When it comes to apps’ popularity, the bottom line is rich user experience. Apps’ UX lead is “so compelling we may be willing to give up all the other principles of Web 2 just to have a great experience.” Who’s this we? Well, it may include me once I get my iPad 2… but I doubt it.
Must… buy… iPad 2
March 11, 2011
After years of being annoyed by Apple, I find myself at the online store, with an iPad 2 and a smart cover in my shopping cart. Since you ask: 16GB with Wi-Fi, black, engraved; orange.
You might also be asking what I’ve found annoying about Apple. There are three main things: smug, overpriced, closed. The first of those is still there, and is unlikely to go away any time soon.
As for overpriced, $500 doesn’t seem like a lot to pay for such a cool tablet. And there’s free shipping! And free engraving! (At least, right now there is.) And think of the hundreds of dollars I’d be saving by getting the Wi-Fi version, which doesn’t involve a contract with a phone company!
So why haven’t I ordered the thing already? Partly because $500 is still a lot of money, and I can’t claim that I really need an iPad.
Then there’s the closed thing. That’s troubling enough to deserve its own post – or at least, to cause some more soul-searching before I finally rationalize my decision to actually place the order.
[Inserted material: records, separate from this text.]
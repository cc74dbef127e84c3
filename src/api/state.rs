//! Application state for the payroll summary API.
//!
//! This module defines the shared application state that is available
//! to all request handlers.

use std::sync::Arc;

use tokio::sync::RwLock;

use crate::config::ConfigLoader;
use crate::ingest::RecordStore;

/// Shared application state.
///
/// Contains resources that are shared across all request handlers: the
/// loaded report configuration and the uploaded record tables.
#[derive(Clone)]
pub struct AppState {
    /// The loaded report configuration.
    config: Arc<ConfigLoader>,
    /// Uploaded record tables.
    store: Arc<RwLock<RecordStore>>,
}

impl AppState {
    /// Creates a new application state with an empty record store.
    pub fn new(config: ConfigLoader) -> Self {
        Self::with_store(config, RecordStore::new())
    }

    /// Creates a new application state around an existing record store.
    pub fn with_store(config: ConfigLoader, store: RecordStore) -> Self {
        Self {
            config: Arc::new(config),
            store: Arc::new(RwLock::new(store)),
        }
    }

    /// Returns a reference to the configuration loader.
    pub fn config(&self) -> &ConfigLoader {
        &self.config
    }

    /// Returns the shared record store.
    pub fn store(&self) -> &RwLock<RecordStore> {
        &self.store
    }
}

#[cfg(test)]
mod tests {
    use super::*;

    #[test]
    fn test_app_state_is_clone() {
        // Verify AppState can be cloned (required for axum state)
        fn assert_clone<T: Clone>() {}
        assert_clone::<AppState>();
    }

    #[tokio::test]
    async fn test_clones_share_the_store() {
        let state = AppState::new(ConfigLoader::default());
        let clone = state.clone();

        clone.store().write().await.replace_table("payroll", vec![]);

        assert!(state.store().read().await.records("payroll").is_ok());
    }
}
//! Export format detection and dispatch.

use std::io::Cursor;
use std::path::Path;

use serde::{Deserialize, Serialize};

use crate::error::{EngineError, EngineResult};
use crate::models::PayRecord;

use super::csv_loader::{load_csv_file, read_csv};
use super::xlsx_loader::{load_xlsx_file, read_xlsx};

/// File extensions accepted for upload, compared case-insensitively.
pub const ALLOWED_EXTENSIONS: &[&str] = &["xlsx", "csv"];

/// The payroll export formats the engine can read.
#[derive(Debug, Clone, Copy, PartialEq, Eq, Serialize, Deserialize)]
#[serde(rename_all = "snake_case")]
pub enum ExportFormat {
    /// Excel workbook; the first worksheet is read.
    Xlsx,
    /// Comma-separated text with a header row.
    Csv,
}

impl ExportFormat {
    /// Detects the format from a file name's extension.
    ///
    /// # Examples
    ///
    /// ```
    /// use payroll_summary::ingest::ExportFormat;
    ///
    /// assert_eq!(ExportFormat::from_filename("october.XLSX"), Some(ExportFormat::Xlsx));
    /// assert_eq!(ExportFormat::from_filename("october.csv"), Some(ExportFormat::Csv));
    /// assert_eq!(ExportFormat::from_filename("october.xls"), None);
    /// assert_eq!(ExportFormat::from_filename(".csv"), None);
    /// ```
    pub fn from_filename(filename: &str) -> Option<Self> {
        let (stem, ext) = filename.rsplit_once('.')?;
        if stem.is_empty() {
            return None;
        }
        if ext.eq_ignore_ascii_case("xlsx") {
            Some(Self::Xlsx)
        } else if ext.eq_ignore_ascii_case("csv") {
            Some(Self::Csv)
        } else {
            None
        }
    }

    /// Returns the file extension for this format.
    pub fn extension(&self) -> &'static str {
        match self {
            Self::Xlsx => "xlsx",
            Self::Csv => "csv",
        }
    }
}

/// Returns true if `filename` has an accepted payroll export extension.
///
/// # Examples
///
/// ```
/// use payroll_summary::ingest::is_allowed_file;
///
/// assert!(is_allowed_file("october.xlsx"));
/// assert!(is_allowed_file("october.CSV"));
/// assert!(!is_allowed_file("october.txt"));
/// assert!(!is_allowed_file("csv"));
/// ```
pub fn is_allowed_file(filename: &str) -> bool {
    ExportFormat::from_filename(filename).is_some()
}

fn file_name(path: &Path) -> String {
    path.file_name()
        .map(|name| name.to_string_lossy().into_owned())
        .unwrap_or_default()
}

fn unsupported(path: &Path) -> EngineError {
    EngineError::InvalidRecord {
        row: 0,
        field: "file".to_string(),
        message: format!(
            "'{}' is not a payroll export (expected .{})",
            path.display(),
            ALLOWED_EXTENSIONS.join(" or .")
        ),
    }
}

/// Fails unless `path` carries the extension of `expected`.
pub(super) fn check_extension(path: &Path, expected: ExportFormat) -> EngineResult<()> {
    match ExportFormat::from_filename(&file_name(path)) {
        Some(format) if format == expected => Ok(()),
        _ => Err(EngineError::InvalidRecord {
            row: 0,
            field: "file".to_string(),
            message: format!(
                "'{}' is not a .{} payroll export",
                path.display(),
                expected.extension()
            ),
        }),
    }
}

/// Reads pay records from an uploaded export body in the given format.
pub fn read_export(bytes: &[u8], format: ExportFormat) -> EngineResult<Vec<PayRecord>> {
    match format {
        ExportFormat::Xlsx => read_xlsx(Cursor::new(bytes)),
        ExportFormat::Csv => read_csv(bytes),
    }
}

/// Reads pay records from an export file, choosing the reader by extension.
///
/// # Returns
///
/// Returns an error if the extension is neither `.xlsx` nor `.csv`, or for
/// any of the reasons the format's reader fails.
pub fn load_export<P: AsRef<Path>>(path: P) -> EngineResult<Vec<PayRecord>> {
    let path = path.as_ref();
    match ExportFormat::from_filename(&file_name(path)) {
        Some(ExportFormat::Xlsx) => load_xlsx_file(path),
        Some(ExportFormat::Csv) => load_csv_file(path),
        None => Err(unsupported(path)),
    }
}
Jetpack: Like WordPress.com, But Without the Hosting
March 9, 2011
When new features are introduced into WordPress.com, some of the people with WordPress blogs hosted elsewhere ask when and how the features will be available to them. The new Jetpack plugin makes a bunch of WordPress.com features available for self-hosted blogs.
Jetpack has its own site, Jetpack.me, and of course its own blog. In the blastoff post, Matt announced that some of the largest hosts have made Jetpack part of the WordPress install. There is coverage elsewhere (e.g., TechCrunch), but not as much I’d have expected.
Jetpack 1.1 (I’m not sure how it differs from 1.0) bundles eight features, including the shortcodes available at WordPress.com. It will make it easier to migrate from .com to another WordPress host. The Intense Debate comment management system/plugin in not part of Jetpack 1.1. I’m not sure whether it will be included in a future release.
I’ll probably try out Jetpack next time I do some admin on one of my excessive number of self-hosted WordPress blogs.
Premium Spam
March 2, 2011
My spam filters seem to be having a tough time recently. I’m thinking more of email filters, rather than Akismet. That said, I wish that Akismet was a little less hospitable to certain Russian-writing agents. While I took a little Russian in high school, the main result was that I realized how bad at languages I am.
Three messages that gmail somehow let through (to andrew at changingway dot org) made me smile, though.
- Healthier way to smoke.
- Make happy the girlfriend! Present to the girlfriend unforgettable night!
- hi! My neighbor died because his viral infection was mistaken for bacterial…
Each one pure spam comedy gold, but I have to give first place to the last on the list. The switch from the chirpy “hi!” to the details of death has a sort of brilliance.
If gmail is going to let spam through, then I’m not too unhappy that it picked these three.